Aquí el análisis comprobado con Pspice:

(corrección a la imagen de abajo: En el último renglón del análisis de corrientes y voltajes, debe decir (1 * 17.32)  pues fue error de tecla)


----------



## quimypr (Jun 20, 2007)

La tenison a considerar es la q esta en R2 que es 1,714A . 1Ohm = 1,714V

Antes habia errado feo

espero haber ayudado


----------



## quimypr (Jun 20, 2007)

OK aca el circuito redibujado


----------



## zaiz (Jun 20, 2007)

*Aunque el mismo programa simulador Pspice ha comprobado que Vab es 28 volts*

Aquí de nuevo el análisis por medio de las corrientes de Kirchoff:


----------



## quimypr (Jun 21, 2007)

La corriente electrica, SOLO SE PRODUCE en circuitos cerrados o mallas. Es decir q si hay algun terminal abierto del circuito por ali no circula corriente electrica. Por supuesto q si entre Ay B hubiese una fuente de 28 volts como lo dice zaiz por la R4 seguirian pasando 4A, pero el circuito original muestra los terminales A y B ABIERTOS lo que significa que por alli no circuola corriente electrica ya que los electrones no llegan al extremo del cable y se tiran de cabeza como diria Biroli mi profesor de teoria de los circuitos. Entonces si I1 es 0 porq esta abierto significa que la I3 es la I2 q viene para el otro lado, no como lo indica el dibujo de zaiz. Entonces, enotnces significa q todas las corrientes entran a la R4 por el nodo de arriba y se van de ella por el nodo de abajo.

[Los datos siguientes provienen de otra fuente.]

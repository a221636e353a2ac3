use std::path::{Path, PathBuf};
use std::sync::Arc;

use tokio::sync::Mutex;

use crate::database::{LocalStore, DB_FILE_NAME};
use crate::error::LifeResult;
use crate::services::assistant_client::{Assistant, HttpAssistant};
use crate::services::chat_session::ChatSession;
use crate::services::preferences::PreferencesService;
use crate::utils::config::AssistantConfig;

/// Shared handles passed to every command.
pub struct AppState {
    pub data_dir: PathBuf,
    pub store: Arc<LocalStore>,
    pub preferences: PreferencesService,
    pub assistant: Arc<dyn Assistant>,
    pub chat: Mutex<ChatSession>,
}

impl AppState {
    pub fn open(data_dir: &Path, assistant_config: AssistantConfig) -> LifeResult<Self> {
        let assistant = HttpAssistant::new(assistant_config)?;
        log::debug!("assistant endpoint: {}", assistant.endpoint());
        Self::with_assistant(data_dir, Arc::new(assistant))
    }

    pub fn with_assistant(data_dir: &Path, assistant: Arc<dyn Assistant>) -> LifeResult<Self> {
        std::fs::create_dir_all(data_dir)?;
        let store = LocalStore::open(&data_dir.join(DB_FILE_NAME))?;
        let preferences = PreferencesService::load(data_dir)?;
        let chat = ChatSession::new(preferences.get().assistant_tone);

        preferences.subscribe(Box::new(|prefs| {
            log::info!(
                "preferences now tone={} assistantTone={} theme={}",
                prefs.tone.as_str(),
                prefs.assistant_tone.as_str(),
                prefs.theme.as_str()
            );
        }));

        Ok(Self {
            data_dir: data_dir.to_path_buf(),
            store: Arc::new(store),
            preferences,
            assistant,
            chat: Mutex::new(chat),
        })
    }
}
use std::path::{Path, PathBuf};

use chrono::{DateTime, Utc};
use serde::de::DeserializeOwned;
use serde_json::{Map, Value};

use crate::database::LocalStore;
use crate::error::{LifeError, LifeResult};
use crate::models::{ExportBundle, ImportSummary};

pub const EXPORT_FORMAT_VERSION: &str = "1.0.0";
pub const EXPORTS_DIR: &str = "exports";

pub fn export_bundle(store: &LocalStore, at: DateTime<Utc>) -> LifeResult<ExportBundle> {
    Ok(ExportBundle {
        version: Some(EXPORT_FORMAT_VERSION.to_string()),
        exported_at: Some(at.to_rfc3339()),
        tasks: store.list_tasks()?,
        habits: store.list_habits()?,
        calendar: store.list_events()?,
    })
}

/// Writes a pretty-printed bundle to `<data_dir>/exports/lifeos_export_<stamp>.json`.
pub fn export_to_dir(store: &LocalStore, data_dir: &Path, at: DateTime<Utc>) -> LifeResult<PathBuf> {
    let bundle = export_bundle(store, at)?;
    let export_dir = data_dir.join(EXPORTS_DIR);
    std::fs::create_dir_all(&export_dir)?;

    let export_path = export_dir.join(format!(
        "lifeos_export_{}.json",
        at.format("%Y%m%d_%H%M%S")
    ));
    std::fs::write(&export_path, serde_json::to_string_pretty(&bundle)?)?;
    log::info!(
        "exported {} task(s), {} habit(s), {} event(s) to {}",
        bundle.tasks.len(),
        bundle.habits.len(),
        bundle.calendar.len(),
        export_path.display()
    );
    Ok(export_path)
}

fn collection<T: DeserializeOwned>(root: &Map<String, Value>, key: &str) -> LifeResult<Vec<T>> {
    match root.get(key) {
        None | Some(Value::Null) => Ok(Vec::new()),
        Some(Value::Array(items)) => items
            .iter()
            .enumerate()
            .map(|(i, item)| {
                serde_json::from_value(item.clone())
                    .map_err(|e| LifeError::ImportFormat(format!("{}[{}]: {}", key, i, e)))
            })
            .collect(),
        Some(_) => Err(LifeError::ImportFormat(format!("`{}` must be an array", key))),
    }
}

/// Parses a backup file. Everything is validated before the store is touched.
pub fn parse_import(json: &str) -> LifeResult<ExportBundle> {
    let value: Value = serde_json::from_str(json)
        .map_err(|e| LifeError::ImportFormat(format!("not valid JSON: {}", e)))?;
    let root = value
        .as_object()
        .ok_or_else(|| LifeError::ImportFormat("top level must be an object".to_string()))?;

    Ok(ExportBundle {
        version: root.get("version").and_then(Value::as_str).map(str::to_string),
        exported_at: root.get("exportedAt").and_then(Value::as_str).map(str::to_string),
        tasks: collection(root, "tasks")?,
        habits: collection(root, "habits")?,
        calendar: collection(root, "calendar")?,
    })
}

/// Replaces tasks, habits and calendar with the file's contents. A key that is
/// absent still empties its collection. Routines and finance are untouched.
pub fn import_json(store: &LocalStore, json: &str) -> LifeResult<ImportSummary> {
    let bundle = parse_import(json)?;
    store.replace_collections(&bundle.tasks, &bundle.habits, &bundle.calendar)?;

    let summary = ImportSummary {
        tasks: bundle.tasks.len(),
        habits: bundle.habits.len(),
        calendar: bundle.calendar.len(),
    };
    log::info!(
        "imported {} task(s), {} habit(s), {} event(s)",
        summary.tasks,
        summary.habits,
        summary.calendar
    );
    Ok(summary)
}

pub fn import_file(store: &LocalStore, path: &Path) -> LifeResult<ImportSummary> {
    let content = std::fs::read_to_string(path)?;
    import_json(store, &content)
}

Lo que dice el dato de que I4 =  4A es q el circuito se comporta como si alli hubiera un generador de corriente de 4A, como lo dice el dato.

Saludos


----------



## zaiz (Jun 22, 2007)

En problemas de electrónica no se puede "suponer". 
Si quien planteó la pregunta supuso que hay una fuente de corriente, debió ponerla. Así es que no creo que se trate de una fuente de corriente. Si se trata de suponer, entonces también podríamos suponer que la resistencia R1 fue puesta de manera capciosa. Así que entonces, en ese caso no habría corriente circulando por R1 y el voltaje en A B sería el mismo que V R2. 

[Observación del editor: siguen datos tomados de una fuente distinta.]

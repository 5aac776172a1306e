//! Scripted provider for unit tests

use super::abi::{self, Token};
use super::{Eip1193Provider, ProviderError, ProviderFactory};
use crate::types::{parse_address, NetworkDescriptor};
use crate::PaymentError;
use async_trait::async_trait;
use ethereum_types::{Address, U256};
use serde_json::{json, Value};
use std::collections::{HashMap, HashSet, VecDeque};
use std::sync::{Arc, Mutex};
use std::time::Duration;

#[derive(Default)]
struct MockState {
    accounts: Vec<Address>,
    chain_id: u64,
    chain_id_script: VecDeque<Result<Value, ProviderError>>,
    accounts_error: Option<ProviderError>,
    balance: U256,
    calls: HashMap<(Address, String), Result<Value, ProviderError>>,
    call_delays: HashMap<String, Duration>,
    send_errors: HashMap<String, ProviderError>,
    pending_receipts: bool,
    receipt_failures: usize,
    reverted_receipts: HashSet<String>,
    known_chains: HashSet<u64>,
    requests: Vec<(String, Value)>,
    sent: Vec<Value>,
    next_hash: u64,
}

/// Provider answering from scripted responses and recording every request
pub struct MockProvider {
    label: String,
    state: Mutex<MockState>,
}

impl MockProvider {
    pub fn new(chain_id: u64, account: Address) -> Self {
        let state = MockState {
            accounts: vec![account],
            chain_id,
            known_chains: [chain_id].into_iter().collect(),
            next_hash: 1,
            ..Default::default()
        };
        Self {
            label: "mock".to_string(),
            state: Mutex::new(state),
        }
    }

    pub fn with_label(mut self, label: &str) -> Self {
        self.label = label.to_string();
        self
    }

    fn lock(&self) -> std::sync::MutexGuard<'_, MockState> {
        self.state.lock().unwrap()
    }

    pub fn set_accounts(&self, accounts: Vec<Address>) {
        self.lock().accounts = accounts;
    }

    pub fn reject_accounts(&self, err: ProviderError) {
        self.lock().accounts_error = Some(err);
    }

    /// Answers returned by `eth_chainId` before falling back to the configured chain
    pub fn script_chain_ids(&self, answers: Vec<Result<Value, ProviderError>>) {
        self.lock().chain_id_script = answers.into();
    }

    pub fn set_balance(&self, balance: U256) {
        self.lock().balance = balance;
    }

    pub fn add_known_chain(&self, chain_id: u64) {
        self.lock().known_chains.insert(chain_id);
    }

    /// Script an `eth_call` answer for `signature` on contract `to`
    pub fn on_call(&self, to: Address, signature: &str, tokens: &[Token]) {
        let data = format!("0x{}", hex::encode(abi::encode(tokens)));
        self.lock()
            .calls
            .insert((to, hex::encode(abi::selector(signature))), Ok(json!(data)));
    }

    pub fn on_call_error(&self, to: Address, signature: &str, err: ProviderError) {
        self.lock()
            .calls
            .insert((to, hex::encode(abi::selector(signature))), Err(err));
    }

    pub fn delay_call(&self, signature: &str, delay: Duration) {
        self.lock()
            .call_delays
            .insert(hex::encode(abi::selector(signature)), delay);
    }

    /// Fail `eth_sendTransaction` for calls to `signature`
    pub fn fail_send(&self, signature: &str, err: ProviderError) {
        self.lock()
            .send_errors
            .insert(hex::encode(abi::selector(signature)), err);
    }

    pub fn keep_receipts_pending(&self, pending: bool) {
        self.lock().pending_receipts = pending;
    }

    /// Fail the next `count` receipt polls with a transport error
    pub fn fail_receipt_polls(&self, count: usize) {
        self.lock().receipt_failures = count;
    }

    pub fn revert_receipt(&self, hash: &str) {
        self.lock().reverted_receipts.insert(hash.to_string());
    }

    pub fn chain_id(&self) -> u64 {
        self.lock().chain_id
    }

    pub fn requests(&self) -> Vec<(String, Value)> {
        self.lock().requests.clone()
    }

    pub fn methods(&self) -> Vec<String> {
        self.lock().requests.iter().map(|(m, _)| m.clone()).collect()
    }

    pub fn count(&self, method: &str) -> usize {
        self.lock().requests.iter().filter(|(m, _)| m == method).count()
    }

    /// Transactions passed to `eth_sendTransaction`
    pub fn sent(&self) -> Vec<Value> {
        self.lock().sent.clone()
    }

    /// Selectors of submitted transactions, in order
    pub fn sent_selectors(&self) -> Vec<String> {
        self.sent()
            .iter()
            .filter_map(|tx| tx.get("data").and_then(Value::as_str).map(selector_of))
            .collect()
    }
}

fn selector_of(data: &str) -> String {
    data.trim_start_matches("0x").chars().take(8).collect()
}

fn hash_for(n: u64) -> String {
    format!("0x{:064x}", n)
}

#[async_trait]
impl Eip1193Provider for MockProvider {
    async fn request(&self, method: &str, params: Value) -> Result<Value, ProviderError> {
        self.lock().requests.push((method.to_string(), params.clone()));

        match method {
            "eth_chainId" => {
                let mut state = self.lock();
                match state.chain_id_script.pop_front() {
                    Some(answer) => answer,
                    None => Ok(json!(format!("0x{:x}", state.chain_id))),
                }
            }
            "eth_accounts" | "eth_requestAccounts" => {
                let state = self.lock();
                if let Some(err) = &state.accounts_error {
                    return Err(err.clone());
                }
                Ok(json!(state
                    .accounts
                    .iter()
                    .map(|a| format!("{:?}", a))
                    .collect::<Vec<_>>()))
            }
            "eth_getBalance" => Ok(json!(format!("0x{:x}", self.lock().balance))),
            "eth_call" => {
                let to: Address = params[0]["to"]
                    .as_str()
                    .and_then(|s| parse_address(s).ok())
                    .unwrap_or_default();
                let selector = params[0]["data"].as_str().map(selector_of).unwrap_or_default();
                let delay = self.lock().call_delays.get(&selector).copied();
                if let Some(delay) = delay {
                    tokio::time::sleep(delay).await;
                }
                self.lock()
                    .calls
                    .get(&(to, selector))
                    .cloned()
                    .unwrap_or_else(|| Err(ProviderError::rpc(3, "execution reverted")))
            }
            "eth_sendTransaction" => {
                let mut state = self.lock();
                let tx = params[0].clone();
                let selector = tx["data"].as_str().map(selector_of).unwrap_or_default();
                if let Some(err) = state.send_errors.get(&selector) {
                    return Err(err.clone());
                }
                state.sent.push(tx);
                let hash = hash_for(state.next_hash);
                state.next_hash += 1;
                Ok(json!(hash))
            }
            "eth_getTransactionReceipt" => {
                let mut state = self.lock();
                if state.receipt_failures > 0 {
                    state.receipt_failures -= 1;
                    return Err(ProviderError::Transport("connection reset".to_string()));
                }
                if state.pending_receipts {
                    return Ok(Value::Null);
                }
                let hash = params[0].as_str().unwrap_or_default().to_string();
                let status = if state.reverted_receipts.contains(&hash) {
                    "0x0"
                } else {
                    "0x1"
                };
                Ok(json!({
                    "transactionHash": hash,
                    "blockNumber": "0x2a",
                    "status": status,
                }))
            }
            "wallet_switchEthereumChain" => {
                let mut state = self.lock();
                let requested = params[0]["chainId"]
                    .as_str()
                    .and_then(|s| u64::from_str_radix(s.trim_start_matches("0x"), 16).ok())
                    .unwrap_or_default();
                if !state.known_chains.contains(&requested) {
                    return Err(ProviderError::rpc(4902, "Unrecognized chain ID"));
                }
                state.chain_id = requested;
                Ok(Value::Null)
            }
            "wallet_addEthereumChain" => {
                let mut state = self.lock();
                let added = params[0]["chainId"]
                    .as_str()
                    .and_then(|s| u64::from_str_radix(s.trim_start_matches("0x"), 16).ok())
                    .unwrap_or_default();
                state.known_chains.insert(added);
                state.chain_id = added;
                Ok(Value::Null)
            }
            other => Err(ProviderError::rpc(-32601, format!("method {} not mocked", other))),
        }
    }

    fn label(&self) -> String {
        self.label.clone()
    }
}

/// Factory handing out prepared mock providers per network key
#[derive(Default)]
pub struct MockFactory {
    providers: Mutex<HashMap<String, Arc<MockProvider>>>,
    built: Mutex<Vec<String>>,
}

impl MockFactory {
    pub fn new() -> Self {
        Self::default()
    }

    pub fn with(self, network_key: &str, provider: Arc<MockProvider>) -> Self {
        self.providers
            .lock()
            .unwrap()
            .insert(network_key.to_string(), provider);
        self
    }

    /// Network keys providers were built for, in order
    pub fn built(&self) -> Vec<String> {
        self.built.lock().unwrap().clone()
    }
}

#[async_trait]
impl ProviderFactory for MockFactory {
    async fn provider_for(
        &self,
        network: &NetworkDescriptor,
    ) -> crate::Result<Arc<dyn Eip1193Provider>> {
        self.built
            .lock()
            .unwrap()
            .push(network.canonical_key.to_string());
        match self.providers.lock().unwrap().get(network.canonical_key) {
            Some(provider) => Ok(provider.clone() as Arc<dyn Eip1193Provider>),
            None => Err(PaymentError::rpc(format!(
                "No reachable RPC endpoint for {}",
                network.display_name
            ))),
        }
    }
}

Con todo respeto, no creo que se puedan suponer tantas cosas para ajustar el problema a nuestro personal punto de vista.

Así que no se puede asegurar que uno u otro circuito está mal. Eso es muy aventurado y lo mejor sería ver si se puede exponer el enunciado de una forma más clara para que no haya confusiones.

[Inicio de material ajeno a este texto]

//! Fee distribution bookkeeping
//!
//! The payment contract splits every payment between four roles and the main
//! wallet. [`FeeBookkeeper`] reads that split and updates it, one transaction per
//! field. Each mutation checks ownership first and validates the combined cap
//! before anything is submitted. Successful updates are mirrored into
//! `settings/paymentConfig`; a failed mirror write is logged and ignored.
//!
//! A multi-field update is not atomic: every field is its own transaction and the
//! returned [`DistributionUpdateReport`] says which ones landed.

use crate::normalize::descriptor_for;
use crate::provider::abi::Token;
use crate::provider::{EthClient, ProviderFactory};
use crate::resolver::ContractResolver;
use crate::session::{session_network_key, SessionManager};
use crate::store::{ConfigStore, Document};
use crate::transactions::{ConfirmPolicy, ContractClient};
use crate::types::constants::store as layout;
use crate::types::{
    format_address, format_hash, parse_address, to_fixed_point, ContractFamily,
    FeeDistributionConfig, FeeRole,
};
use crate::{PaymentError, Result};
use chrono::Utc;
use ethereum_types::{Address, U256};
use rust_decimal::Decimal;
use serde::Serialize;
use serde_json::{json, Map, Value};
use std::sync::Arc;

/// Which half of a role is being changed
#[derive(Debug, Clone, Copy, PartialEq, Eq, Serialize)]
#[serde(rename_all = "camelCase")]
pub enum FeeField {
    Wallet,
    Percentage,
}

/// Result of one submitted field update
#[derive(Debug, Clone, PartialEq, Eq, Serialize)]
#[serde(tag = "status", rename_all = "camelCase")]
pub enum UpdateOutcome {
    Applied {
        transaction_hash: String,
        block_number: u64,
    },
    Unchanged,
    Failed {
        code: String,
        message: String,
    },
}

/// Outcome for one role and field
#[derive(Debug, Clone, PartialEq, Eq, Serialize)]
#[serde(rename_all = "camelCase")]
pub struct RoleUpdate {
    pub role: FeeRole,
    pub field: FeeField,
    pub outcome: UpdateOutcome,
}

/// Per-field outcomes of [`FeeBookkeeper::update_distribution`]
#[derive(Debug, Clone, Default, PartialEq, Eq, Serialize)]
pub struct DistributionUpdateReport {
    pub updates: Vec<RoleUpdate>,
}

impl DistributionUpdateReport {
    /// Roles with at least one failed field
    pub fn failed_roles(&self) -> Vec<FeeRole> {
        let mut roles = Vec::new();
        for update in &self.updates {
            if matches!(update.outcome, UpdateOutcome::Failed { .. }) && !roles.contains(&update.role)
            {
                roles.push(update.role);
            }
        }
        roles
    }

    pub fn is_complete(&self) -> bool {
        self.failed_roles().is_empty()
    }
}

/// Reads and updates the payment contract's fee distribution
pub struct FeeBookkeeper {
    session: SessionManager,
    resolver: Arc<ContractResolver>,
    providers: Arc<dyn ProviderFactory>,
    policy: ConfirmPolicy,
}

impl FeeBookkeeper {
    pub fn new(
        session: SessionManager,
        resolver: Arc<ContractResolver>,
        providers: Arc<dyn ProviderFactory>,
    ) -> Self {
        Self {
            session,
            resolver,
            providers,
            policy: ConfirmPolicy::default(),
        }
    }

    pub fn with_confirm_policy(mut self, policy: ConfirmPolicy) -> Self {
        self.policy = policy;
        self
    }

    fn store(&self) -> &Arc<dyn ConfigStore> {
        self.resolver.store()
    }

    /// Current on-chain distribution for `network`
    ///
    /// Uses the wallet when it is on that network, a dedicated provider otherwise.
    pub async fn get_distribution(&self, network: &str) -> Result<FeeDistributionConfig> {
        let descriptor =
            descriptor_for(network).ok_or_else(|| PaymentError::unsupported_network(network))?;
        let contract = self
            .resolver
            .require(descriptor.canonical_key, ContractFamily::Payment)
            .await?;

        let client = match self.session.snapshot().await {
            Ok(snapshot) if snapshot.session.chain_id == descriptor.chain_id => {
                ContractClient::from_snapshot(&snapshot)
            }
            _ => {
                let provider = self.providers.provider_for(descriptor).await?;
                ContractClient::new(EthClient::new(provider), Address::zero(), descriptor.chain_id)
            }
        };
        read_distribution(&client, contract).await
    }

    /// Set one role's percentage, given as a display value (`5` or `2.5`)
    pub async fn update_percentage(&self, role: FeeRole, display: Decimal) -> Result<RoleUpdate> {
        let fixed = to_fixed_point(display)?;
        let (client, contract, network) = self.owner_client().await?;

        let mut candidate = read_distribution(&client, contract).await?;
        candidate.set_percentage(role, fixed);
        candidate.validate()?;

        let receipt = client
            .execute(
                contract,
                role.percentage_setter(),
                &[Token::Uint(U256::from(fixed))],
                U256::zero(),
            )
            .await?;
        tracing::info!(%role, percentage = fixed, network = %network, "Fee percentage updated");
        self.mirror(&network, role.percentage_field(), json!(fixed))
            .await;

        Ok(RoleUpdate {
            role,
            field: FeeField::Percentage,
            outcome: UpdateOutcome::Applied {
                transaction_hash: format_hash(&receipt.transaction_hash),
                block_number: receipt.block_number,
            },
        })
    }

    /// Set one role's wallet
    pub async fn update_wallet_address(&self, role: FeeRole, address: Address) -> Result<RoleUpdate> {
        if address.is_zero() {
            return Err(PaymentError::invalid_address(format!(
                "{} wallet cannot be the zero address",
                role
            )));
        }
        let (client, contract, network) = self.owner_client().await?;

        let receipt = client
            .execute(
                contract,
                role.wallet_setter(),
                &[Token::Address(address)],
                U256::zero(),
            )
            .await?;
        tracing::info!(%role, wallet = %format_address(&address), network = %network, "Fee wallet updated");
        self.mirror(&network, role.wallet_field(), json!(format_address(&address)))
            .await;

        Ok(RoleUpdate {
            role,
            field: FeeField::Wallet,
            outcome: UpdateOutcome::Applied {
                transaction_hash: format_hash(&receipt.transaction_hash),
                block_number: receipt.block_number,
            },
        })
    }

    /// Bring the contract in line with `target`, one transaction per changed field
    ///
    /// The combined cap is checked before anything is submitted. After that every
    /// field is attempted even if an earlier one failed.
    pub async fn update_distribution(
        &self,
        target: &FeeDistributionConfig,
    ) -> Result<DistributionUpdateReport> {
        target.validate()?;
        for role in FeeRole::all() {
            if target.wallet(role).is_zero() {
                return Err(PaymentError::invalid_address(format!(
                    "{} wallet cannot be the zero address",
                    role
                )));
            }
        }

        let (client, contract, network) = self.owner_client().await?;
        let current = read_distribution(&client, contract).await?;
        let mut report = DistributionUpdateReport::default();

        for role in FeeRole::all() {
            let wallet = target.wallet(role);
            let outcome = if current.wallet(role) == wallet {
                UpdateOutcome::Unchanged
            } else {
                let result = client
                    .execute(contract, role.wallet_setter(), &[Token::Address(wallet)], U256::zero())
                    .await;
                if result.is_ok() {
                    self.mirror(&network, role.wallet_field(), json!(format_address(&wallet)))
                        .await;
                }
                outcome_of(role, FeeField::Wallet, result)
            };
            report.updates.push(RoleUpdate {
                role,
                field: FeeField::Wallet,
                outcome,
            });

            let percentage = target.percentage(role);
            let outcome = if current.percentage(role) == percentage {
                UpdateOutcome::Unchanged
            } else {
                let result = client
                    .execute(
                        contract,
                        role.percentage_setter(),
                        &[Token::Uint(U256::from(percentage))],
                        U256::zero(),
                    )
                    .await;
                if result.is_ok() {
                    self.mirror(&network, role.percentage_field(), json!(percentage))
                        .await;
                }
                outcome_of(role, FeeField::Percentage, result)
            };
            report.updates.push(RoleUpdate {
                role,
                field: FeeField::Percentage,
                outcome,
            });
        }

        if !report.is_complete() {
            tracing::warn!(failed = ?report.failed_roles(), "Fee distribution partially applied");
        }
        Ok(report)
    }

    /// Connected owner client for the session's network
    async fn owner_client(&self) -> Result<(ContractClient, Address, String)> {
        let snapshot = self.session.snapshot().await?;
        let network = session_network_key(&snapshot.session)
            .ok_or_else(|| PaymentError::unsupported_network(&snapshot.session.network_name))?;
        let contract = self
            .resolver
            .require(&network, ContractFamily::Payment)
            .await?;
        let client = ContractClient::from_snapshot(&snapshot).with_confirm_policy(self.policy);
        client.ensure_owner(contract).await?;
        Ok((client, contract, network))
    }

    async fn mirror(&self, network: &str, field: &str, value: Value) {
        let mut patch = Map::new();
        patch.insert(field.to_string(), value);
        patch.insert("network".to_string(), json!(network));
        patch.insert("updatedAt".to_string(), json!(Utc::now().to_rfc3339()));
        if let Err(e) = self
            .store()
            .set_merge(
                layout::SETTINGS_COLLECTION,
                layout::PAYMENT_CONFIG_DOC,
                Value::Object(patch),
            )
            .await
        {
            tracing::warn!(field, error = %e, "Failed to mirror fee configuration");
        }
    }
}

fn outcome_of(
    role: FeeRole,
    field: FeeField,
    result: Result<crate::provider::TransactionReceipt>,
) -> UpdateOutcome {
    match result {
        Ok(receipt) => UpdateOutcome::Applied {
            transaction_hash: format_hash(&receipt.transaction_hash),
            block_number: receipt.block_number,
        },
        Err(e) => {
            tracing::warn!(%role, ?field, error = %e, "Fee update failed");
            UpdateOutcome::Failed {
                code: e.code().to_string(),
                message: e.to_string(),
            }
        }
    }
}

/// Read all four roles from the contract
pub async fn read_distribution(
    client: &ContractClient,
    contract: Address,
) -> Result<FeeDistributionConfig> {
    let mut config = FeeDistributionConfig::default();
    for role in FeeRole::all() {
        let wallet = client.read_address(contract, role.wallet_getter(), &[]).await?;
        let percentage = client
            .read_uint(contract, role.percentage_getter(), &[])
            .await?;
        if percentage > U256::from(u32::MAX) {
            return Err(PaymentError::InvalidDistribution(format!(
                "{} percentage out of range",
                role
            )));
        }
        config.set_wallet(role, wallet);
        config.set_percentage(role, percentage.low_u32());
    }
    Ok(config)
}

/// Distribution mirrored into the store, if readable
///
/// The mirror is written one field at a time, so roles that were never updated
/// through this service may be absent. A role with neither field counts as
/// unassigned (no wallet, 0%). A role with only one of its two fields makes the
/// split unknowable and no distribution is returned.
pub async fn mirrored_distribution(store: &dyn ConfigStore) -> Option<FeeDistributionConfig> {
    let doc = match store
        .get(layout::SETTINGS_COLLECTION, layout::PAYMENT_CONFIG_DOC)
        .await
    {
        Ok(Some(doc)) => doc,
        Ok(None) => return None,
        Err(e) => {
            tracing::warn!(error = %e, "Fee configuration mirror unavailable");
            return None;
        }
    };
    distribution_from_mirror(&doc)
}

fn distribution_from_mirror(doc: &Document) -> Option<FeeDistributionConfig> {
    let mut config = FeeDistributionConfig::default();
    let mut mirrored_roles = 0;
    for role in FeeRole::all() {
        let wallet = doc.field(&[role.wallet_field()]);
        let percentage = doc.field(&[role.percentage_field()]);
        match (wallet, percentage) {
            (None, None) => continue,
            (Some(wallet), Some(percentage)) => {
                let Some(wallet) = wallet.as_str().and_then(|s| parse_address(s).ok()) else {
                    tracing::warn!(field = role.wallet_field(), "Unreadable mirrored fee wallet");
                    return None;
                };
                let Some(percentage) = mirrored_percentage(percentage) else {
                    tracing::warn!(field = role.percentage_field(), "Unreadable mirrored fee percentage");
                    return None;
                };
                config.set_wallet(role, wallet);
                config.set_percentage(role, percentage);
                mirrored_roles += 1;
            }
            (Some(_), None) | (None, Some(_)) => {
                let missing = if wallet.is_none() {
                    role.wallet_field()
                } else {
                    role.percentage_field()
                };
                tracing::debug!(%role, missing, "Fee mirror incomplete, no distribution snapshot");
                return None;
            }
        }
    }
    if mirrored_roles == 0 {
        return None;
    }
    if let Err(e) = config.validate() {
        tracing::warn!(error = %e, "Mirrored fee distribution is invalid");
        return None;
    }
    Some(config)
}

fn mirrored_percentage(value: &Value) -> Option<u32> {
    match value {
        Value::Number(n) => n.as_u64().and_then(|n| u32::try_from(n).ok()),
        Value::String(s) => s.parse().ok(),
        _ => None,
    }
}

Así es que como está planteado el problema es que por R 4 circulan 4 amperes y no dice para nada que ahí hay una fuente de corriente.

Y si de suponer se trata, yo también puedo suponer que hay una fuente de voltaje en A B.
Así vemos que en esto como en todo lo que sea de ciencia, caben todas las opiniones y son bienvenidas. Mientras quien expuso el problema no nos aclare si hay más datos en el enunciado. Esperemos que nos aclare la exposición del problema.


----------



## quimypr (Jun 23, 2007)

A ver...

Empezaemos de nuevo

Yo nunca dije "supongamos que en la rama de R4 hay un generador de corriente de 4A" 
Lo que si dije fue:

Lo que dice el dato de que I4 = 4A es q el circuito se comporta como si alli hubiera un generador de corriente de 4A, como lo dice el dato. 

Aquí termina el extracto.